A python implementation of our manuscript "Multiscale structure-encoded pretraining for modeling evolutionary microbial communities”.
This work introduces a unified, self-supervised pretraining framework to model the complex dynamics of evolutionary microbial communities. Evolution unfolds across individual (species traits), community (species interactions), and generational (temporal sequences) scales, creating high-dimensional and stochastic processes that are challenging to analyze.

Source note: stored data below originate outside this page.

use anyhow::Context;
use dotenvy::dotenv;
use std::env;
use std::str::FromStr;
use std::time::Duration;

use crate::domain::DEFAULT_CURRENCY;

#[derive(Debug, Clone, Copy, PartialEq, Eq)]
pub enum LogFormat {
    Text,
    Json,
}

impl FromStr for LogFormat {
    type Err = anyhow::Error;

    fn from_str(s: &str) -> Result<Self, Self::Err> {
        match s.to_ascii_lowercase().as_str() {
            "text" | "pretty" => Ok(LogFormat::Text),
            "json" => Ok(LogFormat::Json),
            other => anyhow::bail!("LOG_FORMAT must be 'text' or 'json', got '{}'", other),
        }
    }
}

#[derive(Debug, Clone)]
pub struct Config {
    pub server_port: u16,
    pub database_url: String,
    pub redis_url: String,
    pub upi_gateway_url: String,
    pub upi_callback_url: String,
    pub upi_webhook_secret: Option<String>,
    pub gateway_timeout: Duration,
    pub publish_timeout: Duration,
    pub event_stream_prefix: String,
    pub default_currency: String,
    /// `None` disables the background reconciliation poller.
    pub reconcile_interval: Option<Duration>,
    pub reconcile_stale_after: Duration,
    pub cors_allowed_origins: Option<String>,
    pub log_format: LogFormat,
}

impl Config {
    pub fn from_env() -> anyhow::Result<Self> {
        dotenv().ok(); // Load .env file if present
        Self::from_lookup(|key| env::var(key).ok())
    }

    /// Builds the config from any key lookup; `from_env` passes the process environment.
    pub fn from_lookup<F>(lookup: F) -> anyhow::Result<Self>
    where
        F: Fn(&str) -> Option<String>,
    {
        let get = |key: &str, default: &str| lookup(key).unwrap_or_else(|| default.to_string());

        let reconcile_secs: u64 = parse_var(&lookup, "RECONCILE_INTERVAL_SECS", 0)?;

        Ok(Config {
            server_port: parse_var(&lookup, "SERVER_PORT", 8080)?,
            database_url: lookup("DATABASE_URL").context("DATABASE_URL must be set")?,
            redis_url: get("REDIS_URL", "redis://127.0.0.1:6379"),
            upi_gateway_url: get("UPI_GATEWAY_URL", "http://localhost:8090"),
            upi_callback_url: get(
                "UPI_CALLBACK_URL",
                "http://localhost:8080/webhook/upi-callback",
            ),
            upi_webhook_secret: lookup("UPI_WEBHOOK_SECRET").filter(|s| !s.is_empty()),
            gateway_timeout: Duration::from_secs(parse_var(&lookup, "GATEWAY_TIMEOUT_SECS", 30)?),
            publish_timeout: Duration::from_secs(parse_var(&lookup, "PUBLISH_TIMEOUT_SECS", 5)?),
            event_stream_prefix: get("EVENT_STREAM_PREFIX", ""),
            default_currency: get("DEFAULT_CURRENCY", DEFAULT_CURRENCY),
            reconcile_interval: (reconcile_secs > 0).then(|| Duration::from_secs(reconcile_secs)),
            reconcile_stale_after: Duration::from_secs(parse_var(
                &lookup,
                "RECONCILE_STALE_AFTER_SECS",
                300,
            )?),
            cors_allowed_origins: lookup("CORS_ALLOWED_ORIGINS").filter(|s| !s.is_empty()),
            log_format: get("LOG_FORMAT", "text").parse()?,
        })
    }

    /// Checks the values that can only be wrong in shape, not reachability.
    pub fn validate(&self) -> anyhow::Result<()> {
        if self.database_url.is_empty() {
            anyhow::bail!("DATABASE_URL is empty");
        }
        if self.server_port == 0 {
            anyhow::bail!("SERVER_PORT must be greater than 0");
        }
        if self.gateway_timeout.is_zero() || self.publish_timeout.is_zero() {
            anyhow::bail!("GATEWAY_TIMEOUT_SECS and PUBLISH_TIMEOUT_SECS must be positive");
        }

        url::Url::parse(&self.upi_gateway_url).context("UPI_GATEWAY_URL is not a valid URL")?;
        url::Url::parse(&self.upi_callback_url).context("UPI_CALLBACK_URL is not a valid URL")?;
        url::Url::parse(&self.redis_url).context("REDIS_URL is not a valid URL")?;
        crate::validation::validate_currency(&self.default_currency)?;

        Ok(())
    }
}

fn parse_var<F, T>(lookup: &F, key: &str, default: T) -> anyhow::Result<T>
where
    F: Fn(&str) -> Option<String>,
    T: FromStr,
    T::Err: std::error::Error + Send + Sync + 'static,
{
    match lookup(key) {
        Some(raw) if !raw.trim().is_empty() => raw
            .trim()
            .parse()
            .with_context(|| format!("{} has an invalid value '{}'", key, raw)),
        _ => Ok(default),
    }
}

This repository contains the source code for preprocessing data and reproducing experimental results. The source code is implemented in Python.
-
Install Anaconda https://docs.anaconda.com/anaconda/install/index.html
-
Create an experimental environment and install request packages: (this will take about 0.5 hours)
conda create --name ecopretrain python=3.9 conda activate ecopretrain pip install omegaconf tqdm scikit-learn torchdiffeq torch
- Landscape: The
Landscape/data
folder provides the original data, preprocessing scripts, and processed data for the three experimental adaptive landscape systems discussed in the manuscript:- E. coli toxin-antitoxin system
- Saccharomyces cerevisiae transfer RNA (tRNA) system
- Entacmaea quadricolor fluorescent protein system
- MacArthur: The
MacArthur/
folder provides the simulation scripts and data preprocessing code for the resource competition model, adapted from the framework developed by Tikhonov et al. - Coli: The
Coli/data
folder provides the original data, preprocessing scripts, and processed data for the real-world E. coli laboratory evolution system with multi-antibiotic resistance.
This repository provides the source code for all experiments in the main text and supplementary materials. The specific scripts are organized as follows:
Landscape/
: Contains the experimental scripts to reproduce Figures 2, 3, and 4 of the main text and Supplementary Figure 2.MacArthur/
: Contains the experimental scripts to reproduce Figure 5 of the main text and Supplementary Figure 1.Coli/
: Contains the experimental scripts to reproduce Figure 6 of the main text.
The real-world and simulated datasets used in this paper were collected and adapted from the following open-source studies and projects:
- CCU: Saccharomyces cerevisiae tRNA system
- eqFP611: Entacmaea quadricolor fluorescent protein system
- ParD3: E. coli toxin-antitoxin system
- MacArthur: Resource-competition model
- E. Coli: Multi-antibiotic resistance E. coli evolution experiment.
This repo is covered under the MIT License.